By Jamil Kawa and Don MacMillen
Integrated System Design
Posted 12/05/01, 03:38:03 PM EDT

Successive advances in CMOS technology scaling (to 35 nanometers by 2008) and in packaging technology are increasing the number of functions, gates and I/O interfaces packed on a die. Shrinking device dimensions, coupled with the use of low-dielectric-constant materials, is accelerating performance gains. Supply voltage is scaling down as well. Everything looks great-until you look at the power picture and at the signal integrity challenges that these advances pose.

Industry estimates indicate that power demand for a typical system is growing by 25 percent to 30 percent annually, while the power storage capacity of batteries is increasing at only 10 percent to 15 percent. To achieve longer battery life and to avoid the spiraling costs of cooling systems and of expensive packaging, power budgeting and power management are a must.

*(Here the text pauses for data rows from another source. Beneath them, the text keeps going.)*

use crate::constants::*;
use crate::dom;
use portfolio_core::Theme;
use std::cell::Cell;
use std::rc::Rc;
use web_sys as web;

fn saved_theme(window: &web::Window) -> Option<String> {
    window
        .local_storage()
        .ok()
        .flatten()?
        .get_item(THEME_STORAGE_KEY)
        .ok()
        .flatten()
}

/// Publish `theme` to the page, the particle background and local storage.
pub fn apply(window: &web::Window, document: &web::Document, current: &Cell<Theme>, theme: Theme) {
    current.set(theme);
    if let Some(root) = document.document_element() {
        _ = root.set_attribute(THEME_ATTRIBUTE, theme.as_str());
    }
    match window.local_storage() {
        Ok(Some(storage)) => {
            if let Err(e) = storage.set_item(THEME_STORAGE_KEY, theme.as_str()) {
                log::warn!("[theme] could not persist: {:?}", e);
            }
        }
        _ => log::warn!("[theme] local storage unavailable"),
    }
}

/// Restore the saved theme and flip it on `#themeToggle` clicks.
///
/// Without the toggle button the page keeps its default (dark) theme.
pub fn wire_theme_toggle(window: &web::Window, document: &web::Document, current: Rc<Cell<Theme>>) {
    let Some(btn) = document.get_element_by_id(THEME_TOGGLE_ID) else {
        return;
    };
    let saved = saved_theme(window);
    let initial = Theme::resolve_initial(
        saved.as_deref(),
        dom::media_matches(window, PREFERS_LIGHT_QUERY),
    );
    log::info!("[theme] initial={} (saved={:?})", initial, saved);
    apply(window, document, &current, initial);

    let window = window.clone();
    let document = document.clone();
    dom::add_click_listener(btn.as_ref(), move |_| {
        let next = current.get().toggled();
        apply(&window, &document, &current, next);
    });
}
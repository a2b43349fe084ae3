use crate::dom;
use crate::input;
use crate::slider::SharedSlider;
use web_sys as web;

/// Mouse and touch dragging for one before/after slider.
///
/// Presses land on the slider root; moves and releases are tracked on the
/// window so a drag continues when the pointer leaves the widget.
pub fn wire_slider_pointer(window: &web::Window, ba: &SharedSlider) {
    let root = ba.borrow().root.clone();

    for event in ["mousedown", "touchstart"] {
        let ba = ba.clone();
        // not passive: the press cancels text selection and page scroll
        dom::add_listener(root.as_ref(), event, false, move |ev| {
            if let Some(x) = input::client_x(&ev) {
                ba.borrow_mut().press(x);
            }
            ev.prevent_default();
        });
    }

    for event in ["mousemove", "touchmove"] {
        let ba = ba.clone();
        dom::add_listener(window.as_ref(), event, true, move |ev| {
            if let Some(x) = input::client_x(&ev) {
                ba.borrow_mut().drag(x);
            }
        });
    }

    for event in ["mouseup", "touchend"] {
        let ba = ba.clone();
        dom::add_listener(window.as_ref(), event, true, move |_| {
            ba.borrow_mut().release();
        });
    }

    let ba = ba.clone();
    dom::add_listener(window.as_ref(), "resize", false, move |_| {
        ba.borrow_mut().update_rect();
    });
}
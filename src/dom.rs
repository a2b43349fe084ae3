use anyhow::anyhow;
use js_sys::{Function, Promise};
use wasm_bindgen::closure::Closure;
use wasm_bindgen::{JsCast, JsValue};
use wasm_bindgen_futures::JsFuture;
use web_sys as web;

pub fn window_and_document() -> anyhow::Result<(web::Window, web::Document)> {
    let window = web::window().ok_or_else(|| anyhow!("no window"))?;
    let document = window
        .document()
        .ok_or_else(|| anyhow!("no document"))?;
    Ok((window, document))
}

/// Viewport size in css pixels.
pub fn viewport_size(window: &web::Window) -> (f32, f32) {
    let w = window
        .inner_width()
        .ok()
        .and_then(|v| v.as_f64())
        .unwrap_or(0.0);
    let h = window
        .inner_height()
        .ok()
        .and_then(|v| v.as_f64())
        .unwrap_or(0.0);
    (w as f32, h as f32)
}

#[inline]
pub fn media_matches(window: &web::Window, query: &str) -> bool {
    window
        .match_media(query)
        .ok()
        .flatten()
        .map(|m| m.matches())
        .unwrap_or(false)
}

/// All elements matching `selector`, in document order.
pub fn query_all(root: &web::Element, selector: &str) -> Vec<web::Element> {
    let list = match root.query_selector_all(selector) {
        Ok(l) => l,
        Err(e) => {
            log::warn!("[dom] bad selector {selector}: {:?}", e);
            return Vec::new();
        }
    };
    (0..list.length())
        .filter_map(|i| list.get(i))
        .filter_map(|n| n.dyn_into::<web::Element>().ok())
        .collect()
}

#[inline]
pub fn query_html(root: &web::Element, selector: &str) -> Option<web::HtmlElement> {
    root.query_selector(selector)
        .ok()
        .flatten()
        .and_then(|el| el.dyn_into::<web::HtmlElement>().ok())
}

#[inline]
pub fn add_click_listener(target: &web::EventTarget, mut handler: impl FnMut(web::Event) + 'static) {
    let closure = Closure::wrap(Box::new(move |ev: web::Event| handler(ev)) as Box<dyn FnMut(_)>);
    _ = target.add_event_listener_with_callback("click", closure.as_ref().unchecked_ref());
    closure.forget();
}

/// Listen with an explicit `passive` flag; the closure lives for the page.
pub fn add_listener(
    target: &web::EventTarget,
    event: &str,
    passive: bool,
    mut handler: impl FnMut(web::Event) + 'static,
) {
    let closure = Closure::wrap(Box::new(move |ev: web::Event| handler(ev)) as Box<dyn FnMut(_)>);
    let opts = web::AddEventListenerOptions::new();
    opts.set_passive(passive);
    _ = target.add_event_listener_with_callback_and_add_event_listener_options(
        event,
        closure.as_ref().unchecked_ref(),
        &opts,
    );
    closure.forget();
}

/// Run `f` once after `ms` milliseconds; returns the timer handle.
pub fn set_timeout(ms: i32, f: impl FnOnce() + 'static) -> Option<i32> {
    let window = web::window()?;
    let cb = Closure::once_into_js(f);
    window
        .set_timeout_with_callback_and_timeout_and_arguments_0(cb.unchecked_ref(), ms)
        .ok()
}

#[inline]
pub fn clear_timeout(handle: i32) {
    if let Some(w) = web::window() {
        w.clear_timeout_with_handle(handle);
    }
}

// Resolves on the first `event` from `target`, or right away if `already`.
async fn first_event(target: &web::EventTarget, event: &str, already: bool) -> anyhow::Result<()> {
    let promise = Promise::new(&mut |resolve: Function, _reject: Function| {
        if already {
            _ = resolve.call0(&JsValue::NULL);
        } else {
            _ = target.add_event_listener_with_callback(event, &resolve);
        }
    });
    JsFuture::from(promise)
        .await
        .map(|_| ())
        .map_err(|e| anyhow!("{:?}", e))
}

/// Wait for `DOMContentLoaded`.
pub async fn dom_ready(document: &web::Document) -> anyhow::Result<()> {
    let already = document.ready_state() != "loading";
    first_event(document.as_ref(), "DOMContentLoaded", already).await
}

/// Wait for the window `load` event (all subresources fetched).
pub async fn window_loaded(window: &web::Window, document: &web::Document) -> anyhow::Result<()> {
    let already = document.ready_state() == "complete";
    first_event(window.as_ref(), "load", already).await
}
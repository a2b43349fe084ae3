use crate::slider::SharedSlider;
use portfolio_core::slider::key_command;
use wasm_bindgen::closure::Closure;
use wasm_bindgen::JsCast;
use web_sys as web;

/// Arrow/Home/End control on the slider handle.
pub fn wire_slider_keys(ba: &SharedSlider) {
    let handle = ba.borrow().handle().clone();
    let ba = ba.clone();
    let closure = Closure::wrap(Box::new(move |ev: web::KeyboardEvent| {
        if let Some(cmd) = key_command(&ev.key(), ev.shift_key()) {
            ba.borrow_mut().apply_key(cmd);
            ev.prevent_default();
        }
    }) as Box<dyn FnMut(_)>);
    _ = handle.add_event_listener_with_callback("keydown", closure.as_ref().unchecked_ref());
    closure.forget();
}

A breakdown of the total power consumption of a leading industry laptop indicates that 21 percent of the total power is consumed in digital circuitry, while the display, drive and LAN account for 36, 18 and 18 percent, respectively. Those figures indicate that even if we save 50 percent on IC power consumption, the total power savings is capped at 10 percent. It's therefore clear that if power is to be managed effectively at a system level, a top-down approach must be implemented that starts with software at the operating-system level and that includes power optimization at the behavioral, RTL, logic, circuit and library element levels.

This article will focus mainly on the technology and hardware design aspects of power management. The total power consumption can be represented by the equation on page 35.

Static power is a consequence of circuit design biasing techniques and is not technology-dependent. Also, short-circuit switching power is, in reality, part of dynamic power. Thus we will focus on the dynamic and the leakage power terms.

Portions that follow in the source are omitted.